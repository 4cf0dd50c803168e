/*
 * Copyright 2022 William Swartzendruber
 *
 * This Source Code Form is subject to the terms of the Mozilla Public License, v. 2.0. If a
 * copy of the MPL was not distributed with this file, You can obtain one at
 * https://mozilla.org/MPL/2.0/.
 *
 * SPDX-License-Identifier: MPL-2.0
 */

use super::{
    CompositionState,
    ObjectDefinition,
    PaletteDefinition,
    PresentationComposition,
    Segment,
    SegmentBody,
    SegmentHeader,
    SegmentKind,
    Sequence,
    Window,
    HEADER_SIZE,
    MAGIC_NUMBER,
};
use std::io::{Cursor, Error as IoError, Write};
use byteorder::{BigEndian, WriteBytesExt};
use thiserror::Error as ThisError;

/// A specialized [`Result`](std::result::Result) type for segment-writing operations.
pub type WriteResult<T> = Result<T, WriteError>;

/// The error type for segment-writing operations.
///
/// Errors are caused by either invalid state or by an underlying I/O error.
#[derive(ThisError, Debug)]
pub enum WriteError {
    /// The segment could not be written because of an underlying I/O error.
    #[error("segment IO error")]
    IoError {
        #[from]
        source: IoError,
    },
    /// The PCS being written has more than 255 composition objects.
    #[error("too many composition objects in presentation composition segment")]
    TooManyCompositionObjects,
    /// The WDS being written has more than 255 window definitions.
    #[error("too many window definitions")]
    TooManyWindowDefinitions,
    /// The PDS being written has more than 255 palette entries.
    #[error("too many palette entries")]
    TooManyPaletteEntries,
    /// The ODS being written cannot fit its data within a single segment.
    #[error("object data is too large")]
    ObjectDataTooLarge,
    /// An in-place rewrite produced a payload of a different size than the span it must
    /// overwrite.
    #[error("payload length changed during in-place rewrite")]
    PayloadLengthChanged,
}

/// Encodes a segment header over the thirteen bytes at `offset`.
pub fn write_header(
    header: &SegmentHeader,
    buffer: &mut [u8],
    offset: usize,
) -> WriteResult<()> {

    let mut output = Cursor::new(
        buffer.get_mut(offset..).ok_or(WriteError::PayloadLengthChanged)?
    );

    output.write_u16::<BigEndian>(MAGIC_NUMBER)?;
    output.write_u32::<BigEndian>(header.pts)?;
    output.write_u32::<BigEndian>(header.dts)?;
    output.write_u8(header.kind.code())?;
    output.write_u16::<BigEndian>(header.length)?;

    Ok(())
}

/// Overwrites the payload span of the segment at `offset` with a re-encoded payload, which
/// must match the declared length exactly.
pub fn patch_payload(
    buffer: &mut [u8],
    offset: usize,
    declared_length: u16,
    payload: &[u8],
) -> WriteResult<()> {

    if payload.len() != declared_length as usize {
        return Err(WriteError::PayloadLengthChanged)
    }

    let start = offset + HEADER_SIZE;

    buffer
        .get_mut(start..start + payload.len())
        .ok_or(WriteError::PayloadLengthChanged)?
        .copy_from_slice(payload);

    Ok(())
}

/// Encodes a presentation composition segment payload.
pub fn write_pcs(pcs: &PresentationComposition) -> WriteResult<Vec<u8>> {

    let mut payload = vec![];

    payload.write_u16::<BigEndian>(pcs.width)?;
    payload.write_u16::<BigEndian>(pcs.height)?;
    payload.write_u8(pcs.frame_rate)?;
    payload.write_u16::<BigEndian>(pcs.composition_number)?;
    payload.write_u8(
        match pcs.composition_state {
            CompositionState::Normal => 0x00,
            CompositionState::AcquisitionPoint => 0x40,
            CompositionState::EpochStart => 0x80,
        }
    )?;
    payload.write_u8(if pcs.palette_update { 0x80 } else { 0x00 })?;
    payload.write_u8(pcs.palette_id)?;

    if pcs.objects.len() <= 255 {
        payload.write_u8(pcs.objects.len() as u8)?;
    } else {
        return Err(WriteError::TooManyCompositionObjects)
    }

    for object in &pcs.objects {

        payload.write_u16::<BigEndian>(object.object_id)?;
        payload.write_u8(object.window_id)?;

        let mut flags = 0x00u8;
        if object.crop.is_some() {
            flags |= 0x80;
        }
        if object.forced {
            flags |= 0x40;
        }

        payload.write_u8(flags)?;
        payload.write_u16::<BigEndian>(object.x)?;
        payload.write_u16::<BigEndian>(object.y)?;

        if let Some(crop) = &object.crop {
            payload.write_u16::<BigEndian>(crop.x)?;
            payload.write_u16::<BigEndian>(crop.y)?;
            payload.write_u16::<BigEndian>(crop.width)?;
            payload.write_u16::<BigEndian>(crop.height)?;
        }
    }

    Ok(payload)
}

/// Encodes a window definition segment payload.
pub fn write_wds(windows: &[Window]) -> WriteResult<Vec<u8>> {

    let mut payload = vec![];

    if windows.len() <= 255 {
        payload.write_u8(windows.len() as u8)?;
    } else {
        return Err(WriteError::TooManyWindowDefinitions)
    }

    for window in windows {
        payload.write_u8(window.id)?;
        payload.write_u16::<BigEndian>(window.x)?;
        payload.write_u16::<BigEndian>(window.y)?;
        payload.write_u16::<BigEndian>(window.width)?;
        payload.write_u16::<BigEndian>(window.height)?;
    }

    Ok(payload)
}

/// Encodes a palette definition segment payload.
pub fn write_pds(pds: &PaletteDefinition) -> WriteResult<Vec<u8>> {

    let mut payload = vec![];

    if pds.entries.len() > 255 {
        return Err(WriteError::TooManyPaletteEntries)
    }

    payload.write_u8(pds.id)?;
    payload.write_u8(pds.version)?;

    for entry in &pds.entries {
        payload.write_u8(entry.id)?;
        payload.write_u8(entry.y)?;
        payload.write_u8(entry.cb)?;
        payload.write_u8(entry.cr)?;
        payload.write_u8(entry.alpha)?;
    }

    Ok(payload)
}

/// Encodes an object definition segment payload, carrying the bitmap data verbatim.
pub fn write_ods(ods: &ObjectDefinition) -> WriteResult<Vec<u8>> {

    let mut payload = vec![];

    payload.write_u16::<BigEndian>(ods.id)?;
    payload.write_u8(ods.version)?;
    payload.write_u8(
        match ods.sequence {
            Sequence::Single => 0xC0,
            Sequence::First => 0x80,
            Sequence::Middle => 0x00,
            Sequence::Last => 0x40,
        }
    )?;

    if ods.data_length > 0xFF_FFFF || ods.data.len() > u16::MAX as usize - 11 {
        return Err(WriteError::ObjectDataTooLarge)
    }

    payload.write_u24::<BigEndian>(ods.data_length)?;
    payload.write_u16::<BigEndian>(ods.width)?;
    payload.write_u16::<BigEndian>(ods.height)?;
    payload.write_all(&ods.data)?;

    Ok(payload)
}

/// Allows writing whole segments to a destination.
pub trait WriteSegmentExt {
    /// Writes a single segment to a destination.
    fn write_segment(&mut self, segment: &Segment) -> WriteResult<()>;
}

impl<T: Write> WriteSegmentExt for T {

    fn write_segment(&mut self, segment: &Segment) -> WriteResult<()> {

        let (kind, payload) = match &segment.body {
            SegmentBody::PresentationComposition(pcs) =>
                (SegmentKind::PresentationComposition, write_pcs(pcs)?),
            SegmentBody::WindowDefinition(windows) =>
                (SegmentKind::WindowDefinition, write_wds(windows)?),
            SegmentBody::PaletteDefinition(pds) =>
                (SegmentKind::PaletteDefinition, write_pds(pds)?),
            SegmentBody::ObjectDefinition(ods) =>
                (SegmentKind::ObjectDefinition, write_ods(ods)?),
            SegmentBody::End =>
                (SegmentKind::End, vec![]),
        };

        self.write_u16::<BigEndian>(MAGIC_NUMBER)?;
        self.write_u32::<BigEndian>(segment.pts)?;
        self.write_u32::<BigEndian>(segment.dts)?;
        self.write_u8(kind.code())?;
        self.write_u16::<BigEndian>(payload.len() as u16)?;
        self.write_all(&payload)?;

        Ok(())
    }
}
:::
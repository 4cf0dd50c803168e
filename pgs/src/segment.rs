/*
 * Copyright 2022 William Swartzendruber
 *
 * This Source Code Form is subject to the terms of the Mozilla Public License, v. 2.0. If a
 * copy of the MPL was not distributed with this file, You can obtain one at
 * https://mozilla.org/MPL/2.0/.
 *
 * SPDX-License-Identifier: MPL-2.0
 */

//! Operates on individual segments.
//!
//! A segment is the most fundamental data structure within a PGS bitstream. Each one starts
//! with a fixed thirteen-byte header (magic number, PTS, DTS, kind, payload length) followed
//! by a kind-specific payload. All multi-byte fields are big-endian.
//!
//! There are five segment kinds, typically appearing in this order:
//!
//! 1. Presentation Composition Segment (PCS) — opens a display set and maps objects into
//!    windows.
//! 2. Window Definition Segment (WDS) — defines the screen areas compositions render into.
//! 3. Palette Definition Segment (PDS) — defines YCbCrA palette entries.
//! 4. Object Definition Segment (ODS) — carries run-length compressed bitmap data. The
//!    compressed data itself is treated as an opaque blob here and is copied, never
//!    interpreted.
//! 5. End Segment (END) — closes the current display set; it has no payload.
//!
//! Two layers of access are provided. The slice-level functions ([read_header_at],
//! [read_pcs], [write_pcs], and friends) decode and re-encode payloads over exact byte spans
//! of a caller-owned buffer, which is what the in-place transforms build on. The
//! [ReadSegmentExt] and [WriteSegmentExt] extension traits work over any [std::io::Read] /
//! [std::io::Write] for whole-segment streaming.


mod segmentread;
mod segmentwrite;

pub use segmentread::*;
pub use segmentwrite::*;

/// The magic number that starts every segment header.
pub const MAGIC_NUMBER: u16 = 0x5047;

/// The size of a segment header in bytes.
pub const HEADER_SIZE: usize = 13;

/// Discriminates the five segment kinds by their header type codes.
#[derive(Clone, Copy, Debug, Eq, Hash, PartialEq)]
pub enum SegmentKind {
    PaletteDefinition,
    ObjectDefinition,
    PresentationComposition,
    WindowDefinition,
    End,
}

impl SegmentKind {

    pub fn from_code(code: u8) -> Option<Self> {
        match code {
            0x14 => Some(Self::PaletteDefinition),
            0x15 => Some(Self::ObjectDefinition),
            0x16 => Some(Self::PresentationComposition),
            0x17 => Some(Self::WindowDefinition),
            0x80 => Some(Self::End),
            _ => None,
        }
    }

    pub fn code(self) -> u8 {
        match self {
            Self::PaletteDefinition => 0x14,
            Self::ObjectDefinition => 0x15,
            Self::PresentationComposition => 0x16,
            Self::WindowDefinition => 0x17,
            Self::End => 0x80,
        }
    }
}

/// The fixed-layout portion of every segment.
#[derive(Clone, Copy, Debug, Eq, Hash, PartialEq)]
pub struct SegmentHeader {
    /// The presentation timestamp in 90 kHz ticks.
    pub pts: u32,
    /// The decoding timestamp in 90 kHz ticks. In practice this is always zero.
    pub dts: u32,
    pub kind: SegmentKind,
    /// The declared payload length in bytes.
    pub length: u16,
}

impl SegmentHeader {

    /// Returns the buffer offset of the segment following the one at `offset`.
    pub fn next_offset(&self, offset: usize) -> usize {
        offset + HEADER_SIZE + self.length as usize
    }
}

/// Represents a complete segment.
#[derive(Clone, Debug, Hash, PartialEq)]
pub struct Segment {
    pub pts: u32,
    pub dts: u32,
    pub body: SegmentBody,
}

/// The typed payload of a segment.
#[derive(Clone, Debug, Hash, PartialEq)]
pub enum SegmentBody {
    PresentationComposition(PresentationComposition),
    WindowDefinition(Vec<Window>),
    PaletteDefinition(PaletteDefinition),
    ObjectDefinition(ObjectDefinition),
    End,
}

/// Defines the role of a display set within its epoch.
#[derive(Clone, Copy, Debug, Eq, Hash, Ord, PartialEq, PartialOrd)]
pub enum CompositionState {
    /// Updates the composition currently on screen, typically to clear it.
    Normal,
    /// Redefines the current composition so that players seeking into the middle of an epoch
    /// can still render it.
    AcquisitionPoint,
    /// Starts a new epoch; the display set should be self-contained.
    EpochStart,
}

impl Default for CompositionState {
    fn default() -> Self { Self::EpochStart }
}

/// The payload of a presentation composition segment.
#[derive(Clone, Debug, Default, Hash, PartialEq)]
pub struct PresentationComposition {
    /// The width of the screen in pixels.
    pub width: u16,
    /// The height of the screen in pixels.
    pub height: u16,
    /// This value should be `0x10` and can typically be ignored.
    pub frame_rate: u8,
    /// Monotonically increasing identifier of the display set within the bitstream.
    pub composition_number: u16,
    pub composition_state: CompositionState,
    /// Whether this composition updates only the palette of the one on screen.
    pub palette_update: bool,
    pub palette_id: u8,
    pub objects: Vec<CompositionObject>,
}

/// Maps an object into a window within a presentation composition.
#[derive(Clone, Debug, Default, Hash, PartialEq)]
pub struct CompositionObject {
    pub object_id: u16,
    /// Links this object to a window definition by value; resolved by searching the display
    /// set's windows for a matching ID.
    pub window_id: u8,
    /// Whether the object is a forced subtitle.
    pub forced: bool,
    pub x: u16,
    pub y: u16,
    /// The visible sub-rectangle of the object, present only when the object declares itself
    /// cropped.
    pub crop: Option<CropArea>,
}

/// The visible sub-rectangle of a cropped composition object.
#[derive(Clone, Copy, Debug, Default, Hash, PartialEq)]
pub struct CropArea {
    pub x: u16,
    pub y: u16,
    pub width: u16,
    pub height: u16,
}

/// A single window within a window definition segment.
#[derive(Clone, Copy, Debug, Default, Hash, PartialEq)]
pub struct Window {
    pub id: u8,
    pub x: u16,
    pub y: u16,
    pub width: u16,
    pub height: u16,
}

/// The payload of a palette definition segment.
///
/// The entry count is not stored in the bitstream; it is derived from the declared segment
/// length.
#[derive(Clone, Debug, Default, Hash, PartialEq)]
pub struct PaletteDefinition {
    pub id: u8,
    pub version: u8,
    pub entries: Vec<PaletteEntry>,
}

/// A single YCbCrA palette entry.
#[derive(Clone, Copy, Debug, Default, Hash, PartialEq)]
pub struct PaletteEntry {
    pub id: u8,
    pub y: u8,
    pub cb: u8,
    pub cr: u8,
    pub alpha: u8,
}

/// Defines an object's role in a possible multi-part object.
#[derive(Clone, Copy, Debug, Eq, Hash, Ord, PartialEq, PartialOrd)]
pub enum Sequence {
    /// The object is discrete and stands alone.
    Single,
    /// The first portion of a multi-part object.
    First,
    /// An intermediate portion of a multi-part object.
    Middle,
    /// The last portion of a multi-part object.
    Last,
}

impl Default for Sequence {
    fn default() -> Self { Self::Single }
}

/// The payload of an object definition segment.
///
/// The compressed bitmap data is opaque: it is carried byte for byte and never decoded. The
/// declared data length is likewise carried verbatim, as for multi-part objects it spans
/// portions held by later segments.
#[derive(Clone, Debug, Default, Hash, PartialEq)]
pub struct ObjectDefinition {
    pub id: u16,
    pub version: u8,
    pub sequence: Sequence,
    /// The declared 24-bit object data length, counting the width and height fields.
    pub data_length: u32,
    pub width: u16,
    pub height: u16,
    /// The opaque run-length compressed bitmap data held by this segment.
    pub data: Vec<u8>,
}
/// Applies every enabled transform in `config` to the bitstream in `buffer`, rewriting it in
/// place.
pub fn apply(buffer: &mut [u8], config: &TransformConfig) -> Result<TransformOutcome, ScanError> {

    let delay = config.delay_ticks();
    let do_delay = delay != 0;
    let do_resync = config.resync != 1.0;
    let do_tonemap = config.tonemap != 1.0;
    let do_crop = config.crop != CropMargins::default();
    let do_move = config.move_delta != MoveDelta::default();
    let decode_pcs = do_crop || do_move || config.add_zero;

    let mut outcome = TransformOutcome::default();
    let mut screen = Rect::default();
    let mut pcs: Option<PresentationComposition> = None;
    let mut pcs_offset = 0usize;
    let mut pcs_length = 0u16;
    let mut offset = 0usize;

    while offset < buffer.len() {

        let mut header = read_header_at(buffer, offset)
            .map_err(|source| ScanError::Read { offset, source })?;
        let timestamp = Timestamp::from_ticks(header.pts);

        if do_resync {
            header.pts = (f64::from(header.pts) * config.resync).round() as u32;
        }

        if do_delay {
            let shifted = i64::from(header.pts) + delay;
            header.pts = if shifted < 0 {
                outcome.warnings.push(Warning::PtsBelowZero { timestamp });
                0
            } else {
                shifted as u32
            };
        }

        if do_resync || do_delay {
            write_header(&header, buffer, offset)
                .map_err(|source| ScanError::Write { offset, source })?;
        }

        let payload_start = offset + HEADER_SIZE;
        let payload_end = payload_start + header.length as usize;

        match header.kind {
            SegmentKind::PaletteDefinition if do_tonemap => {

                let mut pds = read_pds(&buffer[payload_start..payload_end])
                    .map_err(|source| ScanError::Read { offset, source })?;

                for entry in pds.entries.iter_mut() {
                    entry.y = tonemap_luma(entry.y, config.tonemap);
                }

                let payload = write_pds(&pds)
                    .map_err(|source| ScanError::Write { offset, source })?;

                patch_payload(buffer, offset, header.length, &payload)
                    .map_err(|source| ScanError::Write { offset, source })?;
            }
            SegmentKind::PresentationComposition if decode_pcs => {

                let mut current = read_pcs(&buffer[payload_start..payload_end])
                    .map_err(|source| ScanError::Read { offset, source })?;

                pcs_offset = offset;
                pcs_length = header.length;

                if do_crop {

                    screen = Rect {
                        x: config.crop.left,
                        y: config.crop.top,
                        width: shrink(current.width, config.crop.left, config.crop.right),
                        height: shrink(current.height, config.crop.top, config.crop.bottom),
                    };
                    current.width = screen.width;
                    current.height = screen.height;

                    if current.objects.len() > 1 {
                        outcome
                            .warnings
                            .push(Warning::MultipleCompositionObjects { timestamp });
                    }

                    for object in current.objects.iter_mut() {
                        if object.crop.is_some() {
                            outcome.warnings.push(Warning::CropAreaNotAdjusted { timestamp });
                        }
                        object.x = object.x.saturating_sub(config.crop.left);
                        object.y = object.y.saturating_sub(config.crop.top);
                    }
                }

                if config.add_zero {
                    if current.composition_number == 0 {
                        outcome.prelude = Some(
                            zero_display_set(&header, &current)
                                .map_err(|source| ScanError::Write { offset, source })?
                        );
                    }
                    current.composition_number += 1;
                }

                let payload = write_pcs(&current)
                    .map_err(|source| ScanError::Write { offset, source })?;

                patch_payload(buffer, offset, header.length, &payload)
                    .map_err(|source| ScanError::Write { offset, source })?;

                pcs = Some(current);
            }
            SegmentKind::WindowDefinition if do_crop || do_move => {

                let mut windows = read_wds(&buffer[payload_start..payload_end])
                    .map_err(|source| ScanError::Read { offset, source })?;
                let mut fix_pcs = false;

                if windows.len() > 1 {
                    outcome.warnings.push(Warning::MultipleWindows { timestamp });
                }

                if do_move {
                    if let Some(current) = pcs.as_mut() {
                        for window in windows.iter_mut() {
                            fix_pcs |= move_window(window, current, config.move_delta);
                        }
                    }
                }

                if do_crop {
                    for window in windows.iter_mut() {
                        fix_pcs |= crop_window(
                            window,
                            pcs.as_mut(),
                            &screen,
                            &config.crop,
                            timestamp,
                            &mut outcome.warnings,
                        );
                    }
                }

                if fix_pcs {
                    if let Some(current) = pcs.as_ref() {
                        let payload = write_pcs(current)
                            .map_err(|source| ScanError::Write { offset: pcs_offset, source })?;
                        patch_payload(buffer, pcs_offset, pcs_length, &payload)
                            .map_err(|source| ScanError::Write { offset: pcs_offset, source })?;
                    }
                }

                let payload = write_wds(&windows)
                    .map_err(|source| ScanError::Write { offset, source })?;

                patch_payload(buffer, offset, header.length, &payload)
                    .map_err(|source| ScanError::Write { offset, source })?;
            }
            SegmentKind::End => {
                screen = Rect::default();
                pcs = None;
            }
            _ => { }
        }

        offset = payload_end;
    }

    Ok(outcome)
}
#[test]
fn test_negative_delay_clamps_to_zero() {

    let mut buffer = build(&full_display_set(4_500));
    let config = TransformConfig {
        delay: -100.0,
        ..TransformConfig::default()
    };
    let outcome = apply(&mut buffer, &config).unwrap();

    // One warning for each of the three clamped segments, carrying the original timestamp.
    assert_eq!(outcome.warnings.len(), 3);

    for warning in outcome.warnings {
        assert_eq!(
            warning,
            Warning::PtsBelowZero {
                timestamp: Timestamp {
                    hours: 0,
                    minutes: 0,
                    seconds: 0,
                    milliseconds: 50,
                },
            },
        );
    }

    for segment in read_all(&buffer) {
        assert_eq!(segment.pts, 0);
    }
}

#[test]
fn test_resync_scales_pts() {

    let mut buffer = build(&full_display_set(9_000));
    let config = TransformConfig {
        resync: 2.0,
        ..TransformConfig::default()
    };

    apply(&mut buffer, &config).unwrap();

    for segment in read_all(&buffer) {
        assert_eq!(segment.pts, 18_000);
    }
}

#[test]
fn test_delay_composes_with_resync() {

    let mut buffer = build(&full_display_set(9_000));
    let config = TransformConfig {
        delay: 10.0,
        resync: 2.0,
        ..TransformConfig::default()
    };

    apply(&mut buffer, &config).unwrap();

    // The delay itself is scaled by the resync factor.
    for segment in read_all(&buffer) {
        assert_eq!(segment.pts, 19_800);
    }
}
:::
» **Try it**: Beginning at the line above with "rewriting it in" and finishing at the line with "let do_delay = delay != 0;", return each line exactly and return nothing else.

» **Worked solution**:
/// Applies every enabled transform in `config` to the bitstream in `buffer`, rewriting it in
/// place.
pub fn apply(buffer: &mut [u8], config: &TransformConfig) -> Result<TransformOutcome, ScanError> {

    let delay = config.delay_ticks();
    let do_delay = delay != 0;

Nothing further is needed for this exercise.